Python: what are the advantages of async over threads? [closed] Python: what are the advantages of async over threads? [closed] multithreading multithreading

Python: what are the advantages of async over threads? [closed]


This article answers your questions.

TL;DR?

Threading in Python is inefficient because of the GIL (Global Interpreter Lock) which means that multiple threads cannot be run in parallel as you would expect on a multi-processor system. Plus you have to rely on the interpreter to switch between threads, this adds to the inefficiency.

asyc/asyncio allows concurrency within a single thread. This gives you, as the developer, much more fine grained control of the task switching and can give much better performance for concurrent I/O bound tasks than Python threading.

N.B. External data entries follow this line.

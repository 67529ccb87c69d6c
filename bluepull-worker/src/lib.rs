//! The bluepull data-pull worker.
//!
//! A cron-driven loop pulls repository metadata, pull requests and commits
//! from Bitbucket Cloud through a pool of rate-limited credentials and
//! forwards normalized records to the Bluelock relay. Per-repository sync
//! progress lives in a SQLite audit table so interrupted runs resume from
//! their incremental cursor.

pub mod audit;
pub mod bitbucket;
pub mod context;
pub mod integrations;
pub mod relay;
pub mod scheduler;

pub use audit::{AuditError, NewRepoSyncAudit, RepoSyncAudit, SqliteAuditStore, SyncOutcome};
pub use bitbucket::{ApiClient, ApiClientError, BitbucketCloudService};
pub use context::{AppContext, AppContextBuilder};
pub use integrations::{active_integration_service, GitIntegrationService, IntegrationService};
pub use relay::{BluelockRelayService, DataRelayer, RelayError};
pub use scheduler::JobScheduler;
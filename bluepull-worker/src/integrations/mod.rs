//! The integration capability set and tagged dispatch.
//!
//! Every integration implements [`IntegrationService`]; families layer
//! their phase methods on top. Only the Bitbucket Cloud git integration is
//! implemented — the CI/CD and issue-tracker traits reserve the capability
//! surface for services that plug in later.

pub mod dtos;

use std::sync::Arc;

use anyhow::{bail, Result};
use async_trait::async_trait;
use tracing::info;

use bluepull_core::ServiceKey;

use crate::bitbucket::BitbucketCloudService;
use crate::context::AppContext;
use dtos::RootErrorPayload;

/// Capabilities every integration provides.
#[async_trait]
pub trait IntegrationService: Send + Sync {
    /// Checks the integration's addressing before the scheduler starts.
    fn validate_env_variables(&self) -> Result<()>;

    /// Runs one full pull cycle.
    async fn run_job(&self) -> Result<()>;
}

/// Version-control integrations: repository discovery plus activity sync.
///
/// Phases return the collected non-critical error payload; a critical
/// failure aborts the phase through `Err` instead.
#[async_trait]
pub trait GitIntegrationService: IntegrationService {
    async fn repo_pull(&self) -> Result<RootErrorPayload>;
    async fn git_activity_pull(&self) -> Result<RootErrorPayload>;
}

/// Git integrations whose code-breakdown data ships on its own schedule.
#[async_trait]
pub trait PriorityScheduledGitIntegrationService: GitIntegrationService {
    async fn git_code_breakdown_pull(&self) -> Result<RootErrorPayload>;
}

/// CI/CD integrations. No implementor yet.
#[async_trait]
pub trait CicdIntegrationService: IntegrationService {
    async fn build_pull(&self) -> Result<()>;
    async fn pipeline_pull(&self) -> Result<()>;
    async fn deployment_pull(&self) -> Result<()>;
}

/// Issue-tracker integrations. No implementor yet.
#[async_trait]
pub trait IssueIntegrationService: IntegrationService {
    async fn issue_pull(&self) -> Result<()>;
    async fn issue_activity_pull(&self) -> Result<()>;
    async fn issue_metrics_pull(&self) -> Result<()>;
}

/// Resolves the configured `activeService` to its implementation.
pub fn active_integration_service(context: &AppContext) -> Result<Arc<dyn IntegrationService>> {
    match context.config.active_service {
        Some(ServiceKey::BitbucketCloud) => {
            info!("initializing Bitbucket Cloud as the active integration service");
            Ok(Arc::new(BitbucketCloudService::from_context(context)))
        }
        Some(other) => bail!("unsupported service type: {other}"),
        None => bail!("no active service configured"),
    }
}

The 3rd approach that you don't mention is multiprocessing. This approach uses processes for concurrency and allows programs to make full use of hardware with multiple cores.


Asyncio is a wholly different world, and AFAIK it's the answer of python to node.js which does this things since the start. E.g. this official python doc about asyncio states:

Asynchronous programming is different than classical “sequential” programming

So you'd need to decide if you want to jump into that rabbit hole and learn this terminology. It probably only makes sense if you're faced with either network or disk related heavy tasks. If you are then e.g. this article claims that python 3's asyncio might be faster than node.js and close to the performance of Go.

That said: I've not used asyncio yet, so I cannot really commment on this, but I can comment on a few sentences from your question:

And all this async - await syntactic garbage all around the program is only to indicate that this method is able to yield control to message loop

As far as I can see you have an initial setup of asyncio, but then all the calls have less syntax around it than doing the same things with threads which you need to start() and join() and probably also to check with is_alive(), and to fetch the return value you need to set up a shared object first. So: no, asyncio just looks different but in the end the program will most probably look cleaner than with threads.

As I understand the only problem with this approach is that threads are expensive

Not really. Starting a new thread is very inexpensive and has AFAIK the same cost as starting a "native thread" in C or Java

looks like this is the key difference: usual stacks are operating-system stacks, they are expensive, coroutine stacks are just a python structures, they are much cheaper. Is this my understanding correct?

Not really. Nothing beats creating OS level threads, they are cheap. What asyncio is better at is that you need less thread switches. So if you have many concurrent threads waiting for network or disk then asyncio would probably speed up things.